- _WHAT THE TASK REQUIRES_: Restrict the output to the lines below starting at the one that contains "filename src/shelly/mod.rs" and ending at the one that contains "async fn wait_for_exit(child: &mut", and restate them word for word, both ends included.

- _GIVEN DATA_:
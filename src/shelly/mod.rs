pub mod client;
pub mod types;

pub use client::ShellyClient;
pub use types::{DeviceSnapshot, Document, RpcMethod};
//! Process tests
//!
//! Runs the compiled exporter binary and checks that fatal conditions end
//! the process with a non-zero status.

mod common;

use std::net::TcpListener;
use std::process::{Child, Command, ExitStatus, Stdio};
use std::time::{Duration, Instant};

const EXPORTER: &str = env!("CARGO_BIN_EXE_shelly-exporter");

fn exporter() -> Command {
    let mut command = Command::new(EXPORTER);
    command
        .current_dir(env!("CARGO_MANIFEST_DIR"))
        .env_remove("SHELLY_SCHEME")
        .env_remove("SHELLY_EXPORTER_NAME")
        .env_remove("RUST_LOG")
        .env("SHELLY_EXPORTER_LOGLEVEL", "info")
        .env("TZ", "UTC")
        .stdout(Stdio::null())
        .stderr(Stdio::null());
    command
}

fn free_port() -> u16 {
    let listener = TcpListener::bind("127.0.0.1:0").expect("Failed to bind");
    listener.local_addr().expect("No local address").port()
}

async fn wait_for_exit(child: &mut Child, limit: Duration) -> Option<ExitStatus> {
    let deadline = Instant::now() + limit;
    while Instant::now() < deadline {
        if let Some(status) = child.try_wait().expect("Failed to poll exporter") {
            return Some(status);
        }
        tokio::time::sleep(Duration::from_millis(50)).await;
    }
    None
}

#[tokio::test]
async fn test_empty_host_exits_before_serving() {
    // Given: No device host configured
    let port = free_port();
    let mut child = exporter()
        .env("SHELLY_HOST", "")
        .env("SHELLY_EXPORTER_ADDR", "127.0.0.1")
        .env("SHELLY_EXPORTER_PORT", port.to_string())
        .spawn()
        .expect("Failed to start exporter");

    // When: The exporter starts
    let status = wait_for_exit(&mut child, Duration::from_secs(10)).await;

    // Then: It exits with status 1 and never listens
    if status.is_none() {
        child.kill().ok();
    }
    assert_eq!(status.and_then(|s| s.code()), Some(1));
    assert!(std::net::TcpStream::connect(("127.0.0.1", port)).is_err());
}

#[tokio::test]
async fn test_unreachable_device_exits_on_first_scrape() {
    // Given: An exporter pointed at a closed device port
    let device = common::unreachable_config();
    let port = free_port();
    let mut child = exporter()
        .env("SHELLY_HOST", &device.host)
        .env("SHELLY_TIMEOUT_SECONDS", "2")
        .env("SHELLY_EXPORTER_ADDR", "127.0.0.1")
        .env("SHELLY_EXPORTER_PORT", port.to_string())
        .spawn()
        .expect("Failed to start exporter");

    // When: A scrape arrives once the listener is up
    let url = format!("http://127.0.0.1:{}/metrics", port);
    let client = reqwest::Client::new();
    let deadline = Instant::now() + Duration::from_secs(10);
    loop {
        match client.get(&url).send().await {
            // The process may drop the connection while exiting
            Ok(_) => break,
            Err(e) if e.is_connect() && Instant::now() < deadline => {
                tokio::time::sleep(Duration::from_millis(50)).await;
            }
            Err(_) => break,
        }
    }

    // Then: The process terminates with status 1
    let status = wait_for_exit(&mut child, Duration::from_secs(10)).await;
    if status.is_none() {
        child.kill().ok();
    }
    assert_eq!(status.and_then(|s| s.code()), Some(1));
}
---
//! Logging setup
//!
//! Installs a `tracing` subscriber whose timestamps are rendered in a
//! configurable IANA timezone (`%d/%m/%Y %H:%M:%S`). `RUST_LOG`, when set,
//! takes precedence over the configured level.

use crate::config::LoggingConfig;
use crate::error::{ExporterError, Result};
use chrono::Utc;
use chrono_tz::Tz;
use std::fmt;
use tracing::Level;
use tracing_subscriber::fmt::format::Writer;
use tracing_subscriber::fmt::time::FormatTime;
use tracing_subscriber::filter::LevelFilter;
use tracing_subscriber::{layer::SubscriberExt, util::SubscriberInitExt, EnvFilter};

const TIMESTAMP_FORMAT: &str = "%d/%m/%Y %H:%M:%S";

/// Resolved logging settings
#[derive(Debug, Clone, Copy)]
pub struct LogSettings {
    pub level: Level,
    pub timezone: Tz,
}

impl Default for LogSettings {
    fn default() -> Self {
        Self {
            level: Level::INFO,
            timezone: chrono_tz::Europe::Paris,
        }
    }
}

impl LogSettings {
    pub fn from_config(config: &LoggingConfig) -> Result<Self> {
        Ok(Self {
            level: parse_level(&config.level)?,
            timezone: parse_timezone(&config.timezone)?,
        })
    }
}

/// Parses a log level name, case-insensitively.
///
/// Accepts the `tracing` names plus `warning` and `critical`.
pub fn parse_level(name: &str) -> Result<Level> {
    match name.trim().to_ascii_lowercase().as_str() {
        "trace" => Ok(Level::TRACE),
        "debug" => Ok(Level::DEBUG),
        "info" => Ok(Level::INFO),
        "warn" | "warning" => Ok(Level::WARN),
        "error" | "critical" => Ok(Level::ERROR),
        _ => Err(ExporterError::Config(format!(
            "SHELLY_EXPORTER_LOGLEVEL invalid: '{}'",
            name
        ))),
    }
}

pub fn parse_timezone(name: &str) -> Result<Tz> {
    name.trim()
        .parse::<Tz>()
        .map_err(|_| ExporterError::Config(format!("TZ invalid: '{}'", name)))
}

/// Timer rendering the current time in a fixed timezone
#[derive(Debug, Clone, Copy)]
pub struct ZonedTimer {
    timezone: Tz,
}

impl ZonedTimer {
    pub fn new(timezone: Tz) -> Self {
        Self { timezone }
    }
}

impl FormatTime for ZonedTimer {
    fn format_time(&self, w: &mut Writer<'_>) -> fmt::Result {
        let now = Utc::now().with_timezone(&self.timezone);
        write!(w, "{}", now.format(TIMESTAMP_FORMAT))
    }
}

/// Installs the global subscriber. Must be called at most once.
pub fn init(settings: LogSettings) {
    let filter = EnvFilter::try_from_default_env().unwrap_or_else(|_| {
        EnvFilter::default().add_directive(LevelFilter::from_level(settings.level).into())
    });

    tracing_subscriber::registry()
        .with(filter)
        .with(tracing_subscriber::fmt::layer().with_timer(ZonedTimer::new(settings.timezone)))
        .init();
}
==
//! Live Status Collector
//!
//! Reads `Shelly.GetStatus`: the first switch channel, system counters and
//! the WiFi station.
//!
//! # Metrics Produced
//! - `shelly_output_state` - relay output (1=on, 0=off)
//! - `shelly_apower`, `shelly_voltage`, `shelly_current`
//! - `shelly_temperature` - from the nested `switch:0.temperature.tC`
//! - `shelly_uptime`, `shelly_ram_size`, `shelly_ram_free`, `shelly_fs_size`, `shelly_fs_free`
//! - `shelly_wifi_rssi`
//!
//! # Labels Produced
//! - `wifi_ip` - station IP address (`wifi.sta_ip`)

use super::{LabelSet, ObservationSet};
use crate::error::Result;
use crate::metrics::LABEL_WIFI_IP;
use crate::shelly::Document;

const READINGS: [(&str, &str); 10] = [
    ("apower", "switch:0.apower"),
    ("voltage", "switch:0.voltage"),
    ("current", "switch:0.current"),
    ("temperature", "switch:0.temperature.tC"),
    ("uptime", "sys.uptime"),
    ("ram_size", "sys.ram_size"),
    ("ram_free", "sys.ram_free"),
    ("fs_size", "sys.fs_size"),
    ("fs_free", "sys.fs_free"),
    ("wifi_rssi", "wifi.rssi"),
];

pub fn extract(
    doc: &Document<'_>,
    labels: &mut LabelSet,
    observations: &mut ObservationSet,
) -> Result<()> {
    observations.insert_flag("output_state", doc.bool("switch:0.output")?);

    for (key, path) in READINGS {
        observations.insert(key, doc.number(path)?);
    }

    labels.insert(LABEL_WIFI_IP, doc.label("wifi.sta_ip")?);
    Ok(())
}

- _TASK RESPONSE_:
filename src/shelly/mod.rs
pub mod client;
pub mod types;

pub use client::ShellyClient;
pub use types::{DeviceSnapshot, Document, RpcMethod};
//! Process tests
//!
//! Runs the compiled exporter binary and checks that fatal conditions end
//! the process with a non-zero status.

mod common;

use std::net::TcpListener;
use std::process::{Child, Command, ExitStatus, Stdio};
use std::time::{Duration, Instant};

const EXPORTER: &str = env!("CARGO_BIN_EXE_shelly-exporter");

fn exporter() -> Command {
    let mut command = Command::new(EXPORTER);
    command
        .current_dir(env!("CARGO_MANIFEST_DIR"))
        .env_remove("SHELLY_SCHEME")
        .env_remove("SHELLY_EXPORTER_NAME")
        .env_remove("RUST_LOG")
        .env("SHELLY_EXPORTER_LOGLEVEL", "info")
        .env("TZ", "UTC")
        .stdout(Stdio::null())
        .stderr(Stdio::null());
    command
}

fn free_port() -> u16 {
    let listener = TcpListener::bind("127.0.0.1:0").expect("Failed to bind");
    listener.local_addr().expect("No local address").port()
}

async fn wait_for_exit(child: &mut Child, limit: Duration) -> Option<ExitStatus> {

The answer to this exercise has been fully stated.